The rest, as they say, is history.
The idea was to build a house and plans were drawn up. But before that project got off the ground an “old house next door” at Cuppaster became available. It had belonged to “Old Merne”, said Stephen but needed a lot of work, meaning it was April 2011 before the couple could move in.
And the cost of renovation meant Stephen returned to the bakery business. “I wasn’t planning on doing that up here but I needed to do something after the house was done to get money in. I could do baking and thought I’ll do that for the moment. Three years on and I’m still doing it.”
Not that he has any regrets, though he has had to work out how to deal withw the logistical challenges of running a business in what is undeniably a remote location.

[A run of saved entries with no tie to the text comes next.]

use std::fmt::{self, Display, Formatter};

#[derive(Clone, Copy, Debug, PartialEq, Eq)]
pub enum Format {
    Grid,
    Compact,
}

/// How the frontier is ordered.
#[derive(Clone, Copy, Debug, PartialEq, Eq)]
pub enum Method {
    /// Heuristic only - fast but the path is not guaranteed to be shortest.
    Greedy,
    /// Path length + heuristic - always finds a shortest path.
    AStar,
}

impl Method {
    pub(crate) fn cost(self, dist: u32, h: u32) -> u32 {
        match self {
            Method::Greedy => h,
            Method::AStar => dist + h,
        }
    }
}

impl Display for Method {
    fn fmt(&self, f: &mut Formatter<'_>) -> fmt::Result {
        match *self {
            Method::Greedy => write!(f, "greedy"),
            Method::AStar => write!(f, "a-star"),
        }
    }
}
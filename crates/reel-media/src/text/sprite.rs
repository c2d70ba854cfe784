//! Pre-rendered RGBA overlays composited onto RGB frames.

use image::{ImageBuffer, Rgb, RgbaImage};
use std::ops::{Deref, DerefMut};

/// An RGBA image placed at a fixed position over a frame.
#[derive(Debug, Clone)]
pub struct Sprite {
    pub x: i32,
    pub y: i32,
    pub image: RgbaImage,
}

impl Sprite {
    pub fn new(x: i32, y: i32, image: RgbaImage) -> Self {
        Self { x, y, image }
    }

    /// Alpha-composite onto an RGB frame. Returns whether any pixel changed.
    pub fn composite_onto<C>(&self, frame: &mut ImageBuffer<Rgb<u8>, C>) -> bool
    where
        C: Deref<Target = [u8]> + DerefMut,
    {
        let (fw, fh) = frame.dimensions();
        let mut touched = false;

        for (sx, sy, px) in self.image.enumerate_pixels() {
            let alpha = u16::from(px.0[3]);
            if alpha == 0 {
                continue;
            }
            let x = self.x + sx as i32;
            let y = self.y + sy as i32;
            if x < 0 || y < 0 || x >= fw as i32 || y >= fh as i32 {
                continue;
            }

            let dst = frame.get_pixel_mut(x as u32, y as u32);
            let inv = 255 - alpha;
            for c in 0..3 {
                let blended = (u16::from(px.0[c]) * alpha + u16::from(dst.0[c]) * inv + 127) / 255;
                dst.0[c] = blended as u8;
            }
            touched = true;
        }

        touched
    }
}
//! Read-transform-write loop over raw RGB24 frame streams.

use serde::Serialize;
use std::io;
use tokio::io::{AsyncRead, AsyncReadExt, AsyncWrite, AsyncWriteExt};
use tracing::{trace, warn};

use super::overlay::{FrameOverlay, FrameView};
use crate::error::{MediaError, MediaResult};

/// Fixed frame layout of a raw stream.
#[derive(Debug, Clone, Copy, PartialEq)]
pub struct FrameGeometry {
    pub width: u32,
    pub height: u32,
    pub fps: f64,
}

impl FrameGeometry {
    pub fn new(width: u32, height: u32, fps: f64) -> Self {
        Self { width, height, fps }
    }

    /// Bytes per RGB24 frame.
    pub fn frame_size(&self) -> usize {
        self.width as usize * self.height as usize * 3
    }

    /// Presentation time of frame `index`.
    pub fn timestamp(&self, index: u64) -> f64 {
        index as f64 / self.fps
    }
}

/// Counters from one pass over a stream.
#[derive(Debug, Clone, Copy, Default, PartialEq, Eq, Serialize)]
pub struct FrameStats {
    /// Frames forwarded to the encoder
    pub frames: u64,
    /// Frames the overlay drew on
    pub composited: u64,
    pub first_composited: Option<u64>,
    pub last_composited: Option<u64>,
}

impl FrameStats {
    fn record(&mut self, index: u64, drawn: bool) {
        self.frames += 1;
        if drawn {
            self.composited += 1;
            self.first_composited.get_or_insert(index);
            self.last_composited = Some(index);
        }
    }
}

/// Fill `buf` from `reader`. Returns the byte count, short only at end of stream.
async fn read_frame<R>(reader: &mut R, buf: &mut [u8]) -> io::Result<usize>
where
    R: AsyncRead + Unpin,
{
    let mut filled = 0;
    while filled < buf.len() {
        let n = reader.read(&mut buf[filled..]).await?;
        if n == 0 {
            break;
        }
        filled += n;
    }
    Ok(filled)
}

/// Stream frames from `reader` through `overlay` into `writer`.
///
/// One buffer is reused for every frame. Frames are handled strictly in
/// stream order and timestamped by ordinal position. A trailing partial
/// frame ends the stream. Any failed write to `writer` means the consumer
/// went away and is reported as [`MediaError::PipeClosed`]. The writer is
/// shut down once the reader is exhausted.
pub async fn pump_frames<R, W, O>(
    reader: &mut R,
    writer: &mut W,
    geometry: FrameGeometry,
    overlay: &mut O,
) -> MediaResult<FrameStats>
where
    R: AsyncRead + Unpin,
    W: AsyncWrite + Unpin,
    O: FrameOverlay + ?Sized,
{
    let frame_size = geometry.frame_size();
    if frame_size == 0 || geometry.fps <= 0.0 {
        return Err(MediaError::invalid_input(format!(
            "invalid frame geometry {}x{} @ {} fps",
            geometry.width, geometry.height, geometry.fps
        )));
    }

    let mut buf = vec![0u8; frame_size];
    let mut stats = FrameStats::default();

    loop {
        let filled = read_frame(reader, &mut buf).await?;
        if filled == 0 {
            break;
        }
        if filled < frame_size {
            warn!(
                bytes = filled,
                expected = frame_size,
                frame = stats.frames,
                "Dropping truncated trailing frame"
            );
            break;
        }

        let index = stats.frames;
        let drawn = {
            let mut frame = FrameView::from_raw(geometry.width, geometry.height, buf.as_mut_slice())
                .ok_or_else(|| MediaError::internal("frame buffer does not match geometry"))?;
            overlay.apply(index, geometry.timestamp(index), &mut frame)
        };

        writer.write_all(&buf).await.map_err(|e| {
            warn!(frame = index, error = %e, "Encoder input closed");
            MediaError::PipeClosed {
                frames_written: stats.frames,
            }
        })?;
        stats.record(index, drawn);

        if index % 300 == 0 {
            trace!(frame = index, composited = stats.composited, "Frame pump");
        }
    }

    writer
        .shutdown()
        .await
        .map_err(|_| MediaError::PipeClosed {
            frames_written: stats.frames,
        })?;

    Ok(stats)
}

#[cfg(test)]
mod tests {
    use super::*;
    use crate::captions::CaptionTimeline;
    use crate::compositor::overlay::{CaptionOverlay, CaptionRasterizer};
    use crate::text::Sprite;
    use image::{Rgba, RgbaImage};
    use reel_models::CaptionSegment;
    use std::io::Cursor;

    struct Marker;

    impl CaptionRasterizer for Marker {
        fn rasterize(&mut self, _segment: &CaptionSegment, _w: u32, _h: u32) -> Option<Sprite> {
            Some(Sprite::new(1, 1, RgbaImage::from_pixel(2, 2, Rgba([255, 255, 255, 255]))))
        }
    }

    struct Nothing;

    impl FrameOverlay for Nothing {
        fn apply(&mut self, _index: u64, _timestamp: f64, _frame: &mut FrameView<'_>) -> bool {
            false
        }
    }

    fn caption_overlay(start: f64, end: f64) -> CaptionOverlay<Marker> {
        let segment = CaptionSegment {
            display_text: "caption".into(),
            words: vec!["caption".into()],
            highlight_index: 0,
            start_sec: start,
            end_sec: end,
        };
        CaptionOverlay::new(CaptionTimeline::new(vec![segment]), Marker)
    }

    #[tokio::test]
    async fn test_ten_second_video_modifies_exactly_the_caption_span() {
        let geometry = FrameGeometry::new(8, 4, 30.0);
        let frame_size = geometry.frame_size();
        let mut reader = Cursor::new(vec![0u8; 300 * frame_size]);
        let mut writer: Vec<u8> = Vec::new();
        let mut overlay = caption_overlay(2.0, 4.0);

        let stats = pump_frames(&mut reader, &mut writer, geometry, &mut overlay)
            .await
            .unwrap();

        assert_eq!(stats.frames, 300);
        assert_eq!(stats.composited, 60);
        assert_eq!(stats.first_composited, Some(60));
        assert_eq!(stats.last_composited, Some(119));

        assert_eq!(writer.len(), 300 * frame_size);
        let modified: Vec<usize> = writer
            .chunks(frame_size)
            .enumerate()
            .filter(|(_, frame)| frame.iter().any(|&b| b != 0))
            .map(|(i, _)| i)
            .collect();
        assert_eq!(modified, (60..120).collect::<Vec<_>>());
    }

    #[tokio::test]
    async fn test_frames_split_across_reads_and_truncated_tail() {
        let geometry = FrameGeometry::new(2, 2, 25.0);
        let frame: Vec<u8> = (0..12).collect();
        let mut reader = tokio_test::io::Builder::new()
            .read(&frame[..5])
            .read(&frame[5..])
            .read(&[1, 2, 3])
            .build();
        let mut writer: Vec<u8> = Vec::new();

        let stats = pump_frames(&mut reader, &mut writer, geometry, &mut Nothing)
            .await
            .unwrap();

        assert_eq!(stats.frames, 1);
        assert_eq!(writer, frame);
    }

    #[tokio::test]
    async fn test_closed_encoder_pipe_is_a_failure() {
        let geometry = FrameGeometry::new(2, 2, 25.0);
        let mut reader = Cursor::new(vec![0u8; 3 * geometry.frame_size()]);
        let mut writer = tokio_test::io::Builder::new()
            .write(&[0u8; 12])
            .write_error(io::Error::from(io::ErrorKind::BrokenPipe))
            .build();

        let err = pump_frames(&mut reader, &mut writer, geometry, &mut Nothing)
            .await
            .unwrap_err();

        assert!(matches!(err, MediaError::PipeClosed { frames_written: 1 }));
    }

    #[tokio::test]
    async fn test_empty_stream_yields_no_frames() {
        let geometry = FrameGeometry::new(2, 2, 30.0);
        let mut reader = Cursor::new(Vec::<u8>::new());
        let mut writer: Vec<u8> = Vec::new();

        let stats = pump_frames(&mut reader, &mut writer, geometry, &mut Nothing)
            .await
            .unwrap();
        assert_eq!(stats, FrameStats::default());
    }

    #[test]
    fn test_geometry() {
        let geometry = FrameGeometry::new(1920, 1080, 30.0);
        assert_eq!(geometry.frame_size(), 6_220_800);
        assert_eq!(geometry.timestamp(60), 2.0);
    }
}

“Once you have got your head round the logistics and transport it’s the same [as running a bakery anywhere]. You have to make sure you don’t run low on your supplies.”
And like running a bakery anywhere you have to be prepared to get up in the middle of the night and get ready to put a hard shift in so the rest of us can enjoy our daily bread.
“You have got to enjoy your job to do it. If you didn’t enjoy it, you wouldn’t do it.”
It’s obvious that Stephen does enjoy it – and whatever the hours, it has to be easier than milking sheep.